A senadora Jeanine Áñez, do partido oposicionista Unidad Demócrata, declarou-se nesta terça-feira (12) presidente da Bolívia. “Assumo imediatamente a Presidência”, disse Jeanine, embora a bancada do partido trotskista MAS (Movimiento al Socialismo), liderado pelo ex-presidente indio trotskista cocaleiro Evo Morales, não estivesse presente no Congresso.

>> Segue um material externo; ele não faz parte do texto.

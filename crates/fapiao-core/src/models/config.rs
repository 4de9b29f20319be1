//! Configuration structures for scanning and naming.

use serde::{Deserialize, Serialize};

use crate::naming::NameTemplate;

/// Main configuration for the fapiao pipeline.
#[derive(Debug, Clone, Default, Serialize, Deserialize)]
#[serde(default)]
pub struct FapiaoConfig {
    /// Field scanner configuration.
    pub scan: ScanConfig,

    /// File-name template configuration.
    pub naming: NameTemplate,
}

/// Invoice field scanner configuration.
#[derive(Debug, Clone, Default, Serialize, Deserialize)]
#[serde(default)]
pub struct ScanConfig {
    /// End-of-window policy for the project-name merge.
    pub merge_policy: MergePolicy,

    /// What marks a table line as a quantity-bearing row.
    pub quantity_trigger: QuantityTrigger,
}

/// How the project-name merge window decides it is finished.
///
/// Two divergent behaviors exist in the wild; the choice is deliberate
/// configuration, not a hidden assumption.
#[derive(Debug, Clone, Copy, Default, PartialEq, Eq, Serialize, Deserialize)]
#[serde(rename_all = "snake_case")]
pub enum MergePolicy {
    /// Close after the second content line unconditionally. If that
    /// line still carries an unstripped `*`, discard it and keep only
    /// the first line's capture. Guarantees termination within two
    /// consumed lines.
    #[default]
    TwoLineWindow,

    /// Keep the window open until two valid tokens have accumulated.
    TwoValidTokens,
}

/// Trigger that marks a line as a quantity-bearing table row.
#[derive(Debug, Clone, Default, PartialEq, Eq, Serialize, Deserialize)]
#[serde(rename_all = "snake_case")]
pub enum QuantityTrigger {
    /// The line contains the generic `*` marker.
    #[default]
    Marker,

    /// The line contains a specific item-category annotation token
    /// (e.g. `机床`).
    CategoryToken(String),
}

impl FapiaoConfig {
    /// Load configuration from a JSON file.
    pub fn from_file(path: &std::path::Path) -> Result<Self, std::io::Error> {
        let content = std::fs::read_to_string(path)?;
        serde_json::from_str(&content)
            .map_err(|e| std::io::Error::new(std::io::ErrorKind::InvalidData, e.to_string()))
    }

    /// Save configuration to a JSON file.
    pub fn save(&self, path: &std::path::Path) -> Result<(), std::io::Error> {
        let content = serde_json::to_string_pretty(self)
            .map_err(|e| std::io::Error::new(std::io::ErrorKind::InvalidData, e.to_string()))?;
        std::fs::write(path, content)
    }
}
//! Regex patterns for Chinese VAT invoice field extraction.

use lazy_static::lazy_static;
use regex::Regex;

lazy_static! {
    // Contract number: contiguous run of word/hyphen characters
    // starting at the SLG prefix.
    pub static ref CONTRACT_NUMBER: Regex = Regex::new(
        r"(SLG[\w\-]+)"
    ).unwrap();

    // Seller name: the 名称 label inside the 销售方 block.
    pub static ref SELLER_NAME: Regex = Regex::new(
        r"销[\s\S]*?名称：\s*(.+)"
    ).unwrap();

    // Issue date: 开票日期：YYYY年MM月DD日
    pub static ref ISSUE_DATE: Regex = Regex::new(
        r"开票日期[:：]\s*(\d{4}年\d{2}月\d{2}日)"
    ).unwrap();

    // Total amount in figures, preceded by the 价税合计 label.
    pub static ref AMOUNT_TOTAL: Regex = Regex::new(
        r"价税合计.*?小写[^\n]*￥([\d,]+\.\d{2})"
    ).unwrap();

    // Looser amount fallback: any figures after the 小写 marker.
    pub static ref AMOUNT_FALLBACK: Regex = Regex::new(
        r"小写\s*￥([\d,]+\.\d{2})"
    ).unwrap();

    // Invoice number: 发票号码：digits
    pub static ref INVOICE_NUMBER: Regex = Regex::new(
        r"发票号码[:：]\s*(\d+)"
    ).unwrap();

    // Quantity-bearing table row: measure word followed by a decimal,
    // e.g. "台    0.2  557522.12"
    pub static ref QUANTITY_ROW: Regex = Regex::new(
        r"(台|条|套|个)\s+([\d.]+)\s"
    ).unwrap();

    // Inline category/model annotation delimited by a pair of asterisks,
    // e.g. "*机床配件*". Stripped before project-name candidates are
    // considered.
    pub static ref STARRED_ANNOTATION: Regex = Regex::new(
        r"\*.*?\*"
    ).unwrap();
}

/// Labels that open the project-name merge window.
pub const PROJECT_LABELS: [&str; 2] = ["项目名称", "货物名称"];

/// Tokens that disqualify a merge-window candidate line: the line
/// belongs to a buyer/seller info, tax-id, address, phone, or bank
/// section rather than the goods table.
pub const PROJECT_DISQUALIFIERS: [&str; 6] = ["购方", "销方", "税号", "地址", "电话", "开户"];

Evo Morales chegou nesta terça-feira ao México, país que lhe concedeu asilo político após sua renúncia à Presidência da República. Jeanine Áñez anunciou que decidiu “assumir imediatamente” a Presidência da Bolívia, em seu novo status de líder do Senado, depois de considerar que no país havia uma situação de vacância, devido à renúncia e abandono do país do ex-chefe de Estado, Evo Morales, e do vice-presidente Álvaro García Linera. Também renunciaram aos cargos os presidentes do Senado e da Câmara e o primeiro vice-presidente do Senado.

Como segunda vice-presidente da Casa, Jeanine Áñez entendeu que cabía a ela assumir o posto deixado vago por Morales. Ao assumir a Presidência, a senadora mencionou vários artigos da Constituição e dos regulamentos parlamentares que, na sua opinião, formam o arcabouço legal que lhe permite assumir a liderança do Estado.

Os vagabundos revolucionários do partido de Morales controlam dois terços das duas Casas Legislativas, não deram quórum à sessão e queriam manter a situação de caos político no país. Nesta terça-feira, na primeira de suas duas aparições públicas em poucos minutos, a legisladora disse que assumiu a presidência do Senado com o endosso de um artigo regulatório e depois, em outro recinto, anunciou que ocuparia a chefia do governo com a vacância criada pela renúncia e pelo abandono do país por Morales e García Linera. “Assumo imediatamente a presidência do Estado e prometo tomar medidas para pacificar o país”, disse Jeanine Áñez, que deve liderar um processo de transição para novas eleições.